The next afternoon I went down to the shop to talk with Sam to see if he could help uncover the identity of the woman since he seemed to know every beautiful woman in the town. I walked into the shop to see Sam fiddling with an old grandfather clock, his heavy black hands working effortlessly on the gears inside, like a surgeon he was precise and quick. Without turning around he heard me approach him.
            “I learn’d how to fix these back in Paris, I was der tryin’ to become a great bluesman, I wanted to be the nex’ Howlin’ Wolf, but I wasn’ gettn’ much money fo’ my show, so I took to fixin’ clocks in a small shop.” He paused and stepped away from the clock, “lor’ that seem like a million years ago,” he seemed to drift off into some distant part of his mind, a part where he still lived and breathed the Parisian night.
            “Sorry to interrupt Sam, but can I ask you something?”
            Still being lost in his memories of La Ville-Lumière, Sam didn’t even hear me. “Come here fo’ a minute, look right der on the counter. Those are picture of my Paris time. That der first one is me playin’ at a bar down by the Eiffel Towa. Da Towa a thin’ of beauty. It stands in da night, glowin’, like a gorgeous woman, you just drawn to her. I fell in love under da glow of that der Towa, I gots a picture of her somewheres, hold on a second.”
            I starred at Sam’s picture, his white hair was a solid black, his smile was dazzling, his hands gripped his guitar with such strength that if the guitar was alive it would be gasping for breath; nothing like the man that stood before me, he is a frame of his old self. His hair as white as his teeth once were, his teeth no longer glisten anymore. I suppose it was from the toils of a struggling musician; dental coverage isn’t usually something clubs offer to perform.

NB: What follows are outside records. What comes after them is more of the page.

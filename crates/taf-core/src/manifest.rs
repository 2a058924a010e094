//! Process manifest model
//!
//! Declares the deployment's named process types and their launch
//! commands, plus the web role's full prefork tuning parameter set.
//! Role lifecycle (start/stop/restart) belongs to the platform's process
//! manager; the manifest carries no retry or recovery logic of its own.

use std::fmt;

use rand::Rng;
use serde::{Deserialize, Serialize};

use crate::error::{Error, Result};

/// Process types declared by the default deployment.
#[derive(Debug, Clone, Copy, PartialEq, Eq)]
pub enum ProcessRole {
    /// Keep-alive HTTP responder.
    Web,
    /// Long-running bot process, opaque to this crate.
    Worker,
    /// One-shot pre-deploy environment check.
    Release,
}

impl ProcessRole {
    pub fn as_str(&self) -> &'static str {
        match self {
            Self::Web => "web",
            Self::Worker => "worker",
            Self::Release => "release",
        }
    }
}

impl fmt::Display for ProcessRole {
    fn fmt(&self, f: &mut fmt::Formatter<'_>) -> fmt::Result {
        f.write_str(self.as_str())
    }
}

/// Request-handling model of the web role's workers.
#[derive(Debug, Clone, Copy, Default, PartialEq, Eq, Serialize, Deserialize)]
#[serde(rename_all = "lowercase")]
pub enum WorkerClass {
    /// Blocking request handling; concurrency comes from threads per worker.
    #[default]
    Sync,
}

impl WorkerClass {
    pub fn as_str(&self) -> &'static str {
        match self {
            Self::Sync => "sync",
        }
    }
}

impl fmt::Display for WorkerClass {
    fn fmt(&self, f: &mut fmt::Formatter<'_>) -> fmt::Result {
        f.write_str(self.as_str())
    }
}

/// Launch parameters of the keep-alive HTTP role.
#[derive(Debug, Clone, PartialEq, Eq, Serialize, Deserialize)]
pub struct WebTuning {
    /// Worker processes. The platform scales by relaunching, not forking more.
    #[serde(default = "default_workers")]
    pub workers: u32,

    /// Request-handling threads per worker.
    #[serde(default = "default_threads")]
    pub threads: usize,

    /// Per-request timeout in seconds.
    #[serde(default = "default_timeout")]
    pub timeout_secs: u64,

    /// Idle keep-alive window in seconds.
    #[serde(default = "default_keep_alive")]
    pub keep_alive_secs: u64,

    /// Requests served before a worker is recycled.
    #[serde(default = "default_max_requests")]
    pub max_requests: u32,

    /// Recycle threshold jitter, spread over ± this many requests.
    #[serde(default = "default_max_requests_jitter")]
    pub max_requests_jitter: u32,

    #[serde(default)]
    pub worker_class: WorkerClass,

    /// Pending-connection backlog for the listening socket.
    #[serde(default = "default_backlog")]
    pub backlog: u32,

    /// Build the application fully before the first accept.
    #[serde(default = "default_preload")]
    pub preload: bool,
}

impl Default for WebTuning {
    fn default() -> Self {
        Self {
            workers: default_workers(),
            threads: default_threads(),
            timeout_secs: default_timeout(),
            keep_alive_secs: default_keep_alive(),
            max_requests: default_max_requests(),
            max_requests_jitter: default_max_requests_jitter(),
            worker_class: WorkerClass::Sync,
            backlog: default_backlog(),
            preload: default_preload(),
        }
    }
}

fn default_workers() -> u32 {
    1
}

fn default_threads() -> usize {
    4
}

fn default_timeout() -> u64 {
    120
}

fn default_keep_alive() -> u64 {
    5
}

fn default_max_requests() -> u32 {
    1000
}

fn default_max_requests_jitter() -> u32 {
    100
}

fn default_backlog() -> u32 {
    1000
}

fn default_preload() -> bool {
    true
}

impl WebTuning {
    /// Recycle threshold for one worker launch: the base count with up to
    /// `max_requests_jitter` of symmetric jitter, so a fleet of workers
    /// does not recycle in lockstep. Never less than 1.
    pub fn effective_max_requests<R: Rng>(&self, rng: &mut R) -> u32 {
        let base = i64::from(self.max_requests);
        let jitter = i64::from(self.max_requests_jitter);
        let drawn = if jitter == 0 {
            base
        } else {
            base + rng.gen_range(-jitter..=jitter)
        };
        drawn.max(1) as u32
    }

    /// Same draw, using the thread-local RNG.
    pub fn drawn_max_requests(&self) -> u32 {
        self.effective_max_requests(&mut rand::thread_rng())
    }

    /// Render the parameters as the CLI flags accepted by the web role.
    pub fn to_args(&self) -> Vec<String> {
        let mut args = vec![
            "--workers".to_string(),
            self.workers.to_string(),
            "--threads".to_string(),
            self.threads.to_string(),
            "--timeout".to_string(),
            self.timeout_secs.to_string(),
            "--keep-alive".to_string(),
            self.keep_alive_secs.to_string(),
            "--max-requests".to_string(),
            self.max_requests.to_string(),
            "--max-requests-jitter".to_string(),
            self.max_requests_jitter.to_string(),
            "--worker-class".to_string(),
            self.worker_class.as_str().to_string(),
            "--backlog".to_string(),
            self.backlog.to_string(),
        ];
        if self.preload {
            args.push("--preload".to_string());
        }
        args
    }
}

/// One `role: command` declaration.
#[derive(Debug, Clone, PartialEq, Eq)]
pub struct ManifestEntry {
    pub role: String,
    pub command: String,
}

/// Ordered set of process declarations in Procfile format.
#[derive(Debug, Clone, Default, PartialEq, Eq)]
pub struct ProcessManifest {
    entries: Vec<ManifestEntry>,
}

impl ProcessManifest {
    /// Parse Procfile text: one `role: command` per line, `#` comments and
    /// blank lines ignored, duplicate role names rejected.
    pub fn parse(text: &str) -> Result<Self> {
        let mut entries: Vec<ManifestEntry> = Vec::new();
        for (idx, raw) in text.lines().enumerate() {
            let line = raw.trim();
            if line.is_empty() || line.starts_with('#') {
                continue;
            }
            let Some((role, command)) = line.split_once(':') else {
                return Err(Error::Manifest(format!(
                    "line {}: expected `role: command`",
                    idx + 1
                )));
            };
            let role = role.trim();
            let command = command.trim();
            if role.is_empty()
                || !role
                    .chars()
                    .all(|c| c.is_ascii_alphanumeric() || c == '_' || c == '-')
            {
                return Err(Error::Manifest(format!(
                    "line {}: invalid role name `{}`",
                    idx + 1,
                    role
                )));
            }
            if command.is_empty() {
                return Err(Error::Manifest(format!(
                    "line {}: empty command for role `{}`",
                    idx + 1,
                    role
                )));
            }
            if entries.iter().any(|e| e.role == role) {
                return Err(Error::Manifest(format!(
                    "line {}: duplicate role `{}`",
                    idx + 1,
                    role
                )));
            }
            entries.push(ManifestEntry {
                role: role.to_string(),
                command: command.to_string(),
            });
        }
        Ok(Self { entries })
    }

    /// The deployment this repository ships: the keep-alive web role with
    /// its full tuning, the opaque bot worker, and the release check.
    pub fn default_deployment() -> Self {
        let tuning = WebTuning::default();
        Self {
            entries: vec![
                ManifestEntry {
                    role: ProcessRole::Web.as_str().to_string(),
                    command: format!("taf-launcher web {}", tuning.to_args().join(" ")),
                },
                ManifestEntry {
                    role: ProcessRole::Worker.as_str().to_string(),
                    command: "taf-launcher worker".to_string(),
                },
                ManifestEntry {
                    role: ProcessRole::Release.as_str().to_string(),
                    command: "taf-launcher release".to_string(),
                },
            ],
        }
    }

    /// Render back to Procfile text.
    pub fn render(&self) -> String {
        let mut out = String::new();
        for entry in &self.entries {
            out.push_str(&entry.role);
            out.push_str(": ");
            out.push_str(&entry.command);
            out.push('\n');
        }
        out
    }

    /// Launch command for a role, if declared.
    pub fn command(&self, role: &str) -> Option<&str> {
        self.entries
            .iter()
            .find(|e| e.role == role)
            .map(|e| e.command.as_str())
    }

    pub fn entries(&self) -> &[ManifestEntry] {
        &self.entries
    }
}

#[cfg(test)]
mod tests {
    use super::*;
    use rand::SeedableRng;
    use rand::rngs::StdRng;

    #[test]
    fn test_web_tuning_defaults() {
        let tuning = WebTuning::default();
        assert_eq!(tuning.workers, 1);
        assert_eq!(tuning.threads, 4);
        assert_eq!(tuning.timeout_secs, 120);
        assert_eq!(tuning.keep_alive_secs, 5);
        assert_eq!(tuning.max_requests, 1000);
        assert_eq!(tuning.max_requests_jitter, 100);
        assert_eq!(tuning.worker_class, WorkerClass::Sync);
        assert_eq!(tuning.backlog, 1000);
        assert!(tuning.preload);
    }

    #[test]
    fn test_effective_max_requests_stays_in_jitter_band() {
        let tuning = WebTuning::default();
        let mut rng = rand::thread_rng();
        for _ in 0..500 {
            let effective = tuning.effective_max_requests(&mut rng);
            assert!((900..=1100).contains(&effective));
        }
    }

    #[test]
    fn test_effective_max_requests_without_jitter_is_exact() {
        let tuning = WebTuning {
            max_requests_jitter: 0,
            ..WebTuning::default()
        };
        let mut rng = StdRng::seed_from_u64(7);
        assert_eq!(tuning.effective_max_requests(&mut rng), 1000);
    }

    #[test]
    fn test_effective_max_requests_never_zero() {
        // jitter wider than the base must still yield a positive threshold
        let tuning = WebTuning {
            max_requests: 10,
            max_requests_jitter: 100,
            ..WebTuning::default()
        };
        let mut rng = StdRng::seed_from_u64(42);
        for _ in 0..500 {
            assert!(tuning.effective_max_requests(&mut rng) >= 1);
        }
    }

    #[test]
    fn test_to_args_renders_all_parameters() {
        let args = WebTuning::default().to_args();
        let rendered = args.join(" ");
        assert!(rendered.contains("--workers 1"));
        assert!(rendered.contains("--threads 4"));
        assert!(rendered.contains("--timeout 120"));
        assert!(rendered.contains("--keep-alive 5"));
        assert!(rendered.contains("--max-requests 1000"));
        assert!(rendered.contains("--max-requests-jitter 100"));
        assert!(rendered.contains("--worker-class sync"));
        assert!(rendered.contains("--backlog 1000"));
        assert!(rendered.ends_with("--preload"));
    }

    #[test]
    fn test_parse_basic_manifest() {
        let manifest = ProcessManifest::parse(
            "# roles\nweb: taf-launcher web\n\nworker: taf-launcher worker\n",
        )
        .unwrap();
        assert_eq!(manifest.entries().len(), 2);
        assert_eq!(manifest.command("web"), Some("taf-launcher web"));
        assert_eq!(manifest.command("release"), None);
    }

    #[test]
    fn test_parse_rejects_duplicate_role() {
        let err = ProcessManifest::parse("web: a\nweb: b\n").unwrap_err();
        assert!(err.to_string().contains("duplicate role"));
    }

    #[test]
    fn test_parse_rejects_missing_separator() {
        assert!(ProcessManifest::parse("just a line\n").is_err());
    }

    #[test]
    fn test_parse_rejects_empty_command() {
        assert!(ProcessManifest::parse("web:\n").is_err());
    }

    #[test]
    fn test_parse_rejects_invalid_role_name() {
        assert!(ProcessManifest::parse("we b: cmd\n").is_err());
    }

    #[test]
    fn test_default_deployment_round_trips() {
        let manifest = ProcessManifest::default_deployment();
        let parsed = ProcessManifest::parse(&manifest.render()).unwrap();
        assert_eq!(parsed, manifest);
        let web = manifest.command("web").unwrap();
        assert!(web.starts_with("taf-launcher web "));
        assert!(web.contains("--max-requests 1000"));
        assert!(manifest.command("worker").is_some());
        assert!(manifest.command("release").is_some());
    }
}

            “Right der, dats Délia an me; my French beauty. Now ya tell me if ya ever seen a mo’ beautiful gal.”
            Sam handed me a black and white photo, its wooden frame cracked and worn from time, my eyes were first drawn to the Tower in the background of the photo; it illuminated the dark cloud-filled sky.
            “Now, what you haf’ to ask me friend?”
            I ignored Sam; I didn’t need to ask anymore. I stood looking at the woman from the corner: Délia, standing with her arms wrapped in Sam, smiling. Délia’s face gleaming in the light from the Eiffel Tower; her dark hair seemed to fade into the night sky. She appeared just as I saw her the night before— a woman of exceptional beauty, so close yet unattainable.

When Sam passed away, about three years after his Paris crossed with mine; I took the photograph and hung it in my apartment, like a painting in the Louvre. My Délia: there to look at, but never to have.